The Mind Benders is a 1963 British thriller film produced by Michael Relph, directed by Basil Dearden and starring Dirk Bogarde, Mary Ure, John Clements, Michael Bryant and Wendy Craig. Screenwriter James Kennaway turned his screenplay into his 1963 novel of the same name.

American International Pictures released the film in the U.S. as a double feature with Operation Bikini.

Synopsis
Professor Sharpey, working in a university research laboratory, is suspected of passing secrets to the Soviet Union and commits suicide. British intelligence believe that his suicide was the result of shame over his betrayal of his country.
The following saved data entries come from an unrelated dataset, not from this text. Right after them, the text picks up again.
//! SessionPersistActor - single durable-write authority for session records.
//!
//! Turns hand their updated record over with a fire-and-forget `Persist`
//! message. The actor keeps only the newest pending copy per session and
//! writes at most once per `interval` per session; writes that arrive inside
//! the window are deferred with a timer.

use async_trait::async_trait;
use chrono::Utc;
use ractor::{Actor, ActorProcessingErr, ActorRef, RpcReplyPort};
use shared_types::SessionRecord;
use std::collections::{HashMap, HashSet};
use std::time::{Duration, Instant};

use super::backend::{PutOutcome, SharedSessionBackend};

#[derive(Debug, Default)]
pub struct SessionPersistActor;

#[derive(Clone)]
pub struct SessionPersistArguments {
    pub backend: SharedSessionBackend,
    pub interval: Duration,
}

#[derive(Debug)]
pub enum PersistMsg {
    /// Queue `record` for a durable merge-put.
    Persist { record: SessionRecord },
    /// Timer fired for a deferred session.
    FlushDue { session_id: String },
    /// Write everything pending now; replies with the number of writes.
    Flush { reply: RpcReplyPort<usize> },
    /// Newest record still waiting to be written, if any.
    Pending {
        session_id: String,
        reply: RpcReplyPort<Option<SessionRecord>>,
    },
    PendingCount { reply: RpcReplyPort<usize> },
}

pub struct SessionPersistState {
    backend: SharedSessionBackend,
    interval: Duration,
    pending: HashMap<String, SessionRecord>,
    last_written: HashMap<String, Instant>,
    scheduled: HashSet<String>,
}

const LAST_WRITTEN_SWEEP_THRESHOLD: usize = 4096;

#[async_trait]
impl Actor for SessionPersistActor {
    type Msg = PersistMsg;
    type State = SessionPersistState;
    type Arguments = SessionPersistArguments;

    async fn pre_start(
        &self,
        myself: ActorRef<Self::Msg>,
        args: Self::Arguments,
    ) -> Result<Self::State, ActorProcessingErr> {
        tracing::info!(
            actor_id = %myself.get_id(),
            backend = args.backend.name(),
            interval_ms = args.interval.as_millis() as u64,
            "SessionPersistActor starting"
        );
        Ok(SessionPersistState {
            backend: args.backend,
            interval: args.interval,
            pending: HashMap::new(),
            last_written: HashMap::new(),
            scheduled: HashSet::new(),
        })
    }

    async fn handle(
        &self,
        myself: ActorRef<Self::Msg>,
        message: Self::Msg,
        state: &mut Self::State,
    ) -> Result<(), ActorProcessingErr> {
        match message {
            PersistMsg::Persist { record } => {
                self.handle_persist(&myself, state, record).await;
            }
            PersistMsg::FlushDue { session_id } => {
                state.scheduled.remove(&session_id);
                if let Some(record) = state.pending.remove(&session_id) {
                    Self::write(state, record).await;
                }
            }
            PersistMsg::Flush { reply } => {
                let drained: Vec<SessionRecord> = state.pending.drain().map(|(_, r)| r).collect();
                state.scheduled.clear();
                let mut written = 0;
                for record in drained {
                    if Self::write(state, record).await {
                        written += 1;
                    }
                }
                let _ = reply.send(written);
            }
            PersistMsg::Pending { session_id, reply } => {
                let _ = reply.send(state.pending.get(&session_id).cloned());
            }
            PersistMsg::PendingCount { reply } => {
                let _ = reply.send(state.pending.len());
            }
        }
        Ok(())
    }

    async fn post_stop(
        &self,
        myself: ActorRef<Self::Msg>,
        state: &mut Self::State,
    ) -> Result<(), ActorProcessingErr> {
        let drained: Vec<SessionRecord> = state.pending.drain().map(|(_, r)| r).collect();
        if !drained.is_empty() {
            tracing::info!(
                actor_id = %myself.get_id(),
                pending = drained.len(),
                "SessionPersistActor flushing on stop"
            );
        }
        for record in drained {
            Self::write(state, record).await;
        }
        Ok(())
    }
}

impl SessionPersistActor {
    async fn handle_persist(
        &self,
        myself: &ActorRef<PersistMsg>,
        state: &mut SessionPersistState,
        record: SessionRecord,
    ) {
        let session_id = record.session_id.clone();

        // Overlapping turns may hand records over out of order.
        let newer = state
            .pending
            .get(&session_id)
            .map(|queued| record.updated_at >= queued.updated_at)
            .unwrap_or(true);
        if newer {
            state.pending.insert(session_id.clone(), record);
        }

        let now = Instant::now();
        let due_in = state
            .last_written
            .get(&session_id)
            .map(|last| state.interval.saturating_sub(now.duration_since(*last)))
            .unwrap_or(Duration::ZERO);

        if due_in.is_zero() {
            if let Some(record) = state.pending.remove(&session_id) {
                Self::write(state, record).await;
            }
        } else if state.scheduled.insert(session_id.clone()) {
            myself.send_after(due_in, move || PersistMsg::FlushDue { session_id });
        }

        if state.last_written.len() > LAST_WRITTEN_SWEEP_THRESHOLD {
            let interval = state.interval;
            state
                .last_written
                .retain(|_, last| now.duration_since(*last) < interval);
        }
    }

    /// Returns true when the record reached the backend.
    async fn write(state: &mut SessionPersistState, mut record: SessionRecord) -> bool {
        let session_id = record.session_id.clone();
        record.last_persist_at = Some(Utc::now());
        state.last_written.insert(session_id.clone(), Instant::now());

        match state.backend.merge_put(&record).await {
            Ok(PutOutcome::Written) => {
                tracing::debug!(session_id = %session_id, "Session persisted");
                true
            }
            Ok(PutOutcome::SkippedStale) => {
                tracing::debug!(session_id = %session_id, "Stale session write skipped");
                false
            }
            Err(e) => {
                tracing::error!(session_id = %session_id, error = %e, "Session persist failed");
                false
            }
        }
    }
}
However, Sharpey's former colleague Doctor Longman believes that the sensory-deprivation experiments that Sharpey was conducting on himself may have rendered him susceptible to brainwashing. He volunteers to undergo the same tests in order to prove his theory. An intelligence officer and a colleague test the theory by trying to brainwash Longman against his beloved wife.

Cast
 Dirk Bogarde as Doctor Henry Longman
 Mary Ure as Oonagh Longman
 John Clements as Major Hall
 Michael Bryant as Doctor Tate
 Wendy Craig as Annabella
 Harold Goldblatt as Professor Sharpey
 Geoffrey Keen as Calder
 Terry Palmer as Norman 
 Norman Bird as Aubrey
 Terence Alexander as Rowing Coach (uncredited)
 Grace Arnold as Train Passenger (uncredited)
 Timothy Beaton as Paul Longman (uncredited)
 Elizabeth Counsell as Girl Student on Station (uncredited)
 Roger Delgado as Doctor Jean Bonvoulois (uncredited)
 Terence Edmond as 1st Student at Party (uncredited)
 Edward Fox as Stewart (uncredited)
 Robin Hawdon as Student in Oxford (uncredited)
 Georgina Moon as Persephone Longman (uncredited) 
 Edward Palmer as Porter (uncredited) 
 Philip Ray as Father (uncredited)
 Pauline Winter as Mother (uncredited)

Screenplay 
 James Kennaway, published in 1963 as a novel with the title The Mindbenders (Reprinted, Valancourt Books, 2014)

Reception
In a contemporary review for The New York Times, critic Howard Thompson called the film an "experiment that doesn't hold water" and wrote: "Credit the Dearden-Relph unit for a smoothly machined drama, not entirely convincing but at least original ... [T]he film slides downhill toward the conclusion that love conquers all, even science. The finale is a highly circumstantial childbirth. Mr. Bogarde, whose coiled, jittery behavior has no place in a 'top secret' laboratory, also murmurs something about experimental freedom."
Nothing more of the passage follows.